I thought the UKSA handled the issue in textbook fashion in 2013, but since then it has been less sure-footed. It is no longer credible for the UK Statistics Authority to hide behind the Government. It needs to be clear about what is the best measure of inflation, and it needs to move the retail prices index into line with that measure.
Personally, I think the committee has been rather too kind to the RPI as currently constituted. It is not just the clothing formula which is the problem; it is the use of the Carli formula more generally. No other country uses it. Canada dropped it for sound reasons in 1978. Everybody else, with the exception of Slovenia, uses the Jevons formula. As Paul Johnson said in his 2015 review,
“Carli should not be used in any index aiming to achieve a good estimate of changes in consumer prices”,
and further it,
“is not suitable for use”.
Dr Ben Broadbent in his evidence to the committee reinforced the case against Carli saying that its failings,
“have been evident for a century”
I know this country welcomes exceptionalism, but we really ought to adopt international best practice. I would therefore advise against keeping the Carli index on life support. It is better to put it out of its misery once and for all.

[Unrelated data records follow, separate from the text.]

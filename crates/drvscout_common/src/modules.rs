//! Loaded kernel module listing via `lsmod`.

use crate::exec::{self, ExecError};

/// One data row of `lsmod` output.
#[derive(Debug, Clone, PartialEq, Eq)]
pub struct LoadedModule {
    /// Module name
    pub name: String,

    /// Module size in bytes
    pub size: u64,

    /// Modules depending on this one
    pub used_by: Vec<String>,
}

impl LoadedModule {
    /// Dependent modules joined for display, `-` when nothing uses this one.
    pub fn used_by_display(&self) -> String {
        if self.used_by.is_empty() {
            "-".to_string()
        } else {
            self.used_by.join(",")
        }
    }
}

/// Run `lsmod` once and parse every module row, keeping the command's
/// native output order. The first line is the column header and is skipped.
pub fn loaded_modules() -> Result<Vec<LoadedModule>, ExecError> {
    let stdout = exec::capture_stdout("lsmod", &[])?;
    Ok(parse_lsmod_output(&stdout))
}

fn parse_lsmod_output(output: &str) -> Vec<LoadedModule> {
    output.lines().skip(1).filter_map(parse_lsmod_line).collect()
}

/// Parse one `lsmod` data line: `name size used_count [users]`.
fn parse_lsmod_line(line: &str) -> Option<LoadedModule> {
    let parts: Vec<&str> = line.split_whitespace().collect();
    if parts.len() < 3 {
        return None;
    }

    let name = parts[0].to_string();
    let size = parts[1].parse().unwrap_or(0);
    let used_by = parts[3..]
        .iter()
        .flat_map(|token| token.split(','))
        .filter(|user| !user.is_empty() && *user != "-")
        .map(str::to_string)
        .collect();

    Some(LoadedModule {
        name,
        size,
        used_by,
    })
}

Dropping Carli will have big implications for people who use the RPI. Having criticised the UK Statistics Authority for slowness, I should give it credit for its approach to consultation hitherto, and I hope it will consult further as and when—I hope it is soon—it reaches a definitive view on the way forward. I recognise that the UKSA is independent of government, but I would be grateful if the Minister could confirm that consultation lies at the heart of the UKSA’s and the Government’s strategy when it comes to change.
A reformed index would mean a transfer of resources to rail travellers and graduates with outstanding loans. The Government, understandably, have not recognised these groups as priorities hitherto, given competing calls on taxpayers’ money, but it is always open to the Government to change the relevant uprating formulae, just as they introduced the triple lock to underpin the state pension.
This brings me to the vexed issue of index-linked gilts. My recollection is that this was the swing factor when the Carli problem first emerged in 2013. I can see why the Treasury and the Debt Management Office do not want to disrupt the gilt market—it is to their credit that it is one of the most efficient markets in the world—but here the committee’s report is persuasive. First, whether or not the ONS changes the basis of the RPI, the market is sufficiently big—and it is likely to get bigger with current spending proposals—to be able to bear CPI-based issues existing alongside gilts indexed to the RPI. As the committee’s report makes clear, there are only three index-linked gilts left with a requirement that the Treasury buys them in at par if there is an index change. All will have expired by 2030, and even if the Government had to buy them in, I do not believe that would prove too disruptive, not least because at current prices few, if any, holders would want to exercise the option.
I urge the UK Statistics Authority and the Treasury to act. Maintaining the status quo is increasingly untenable.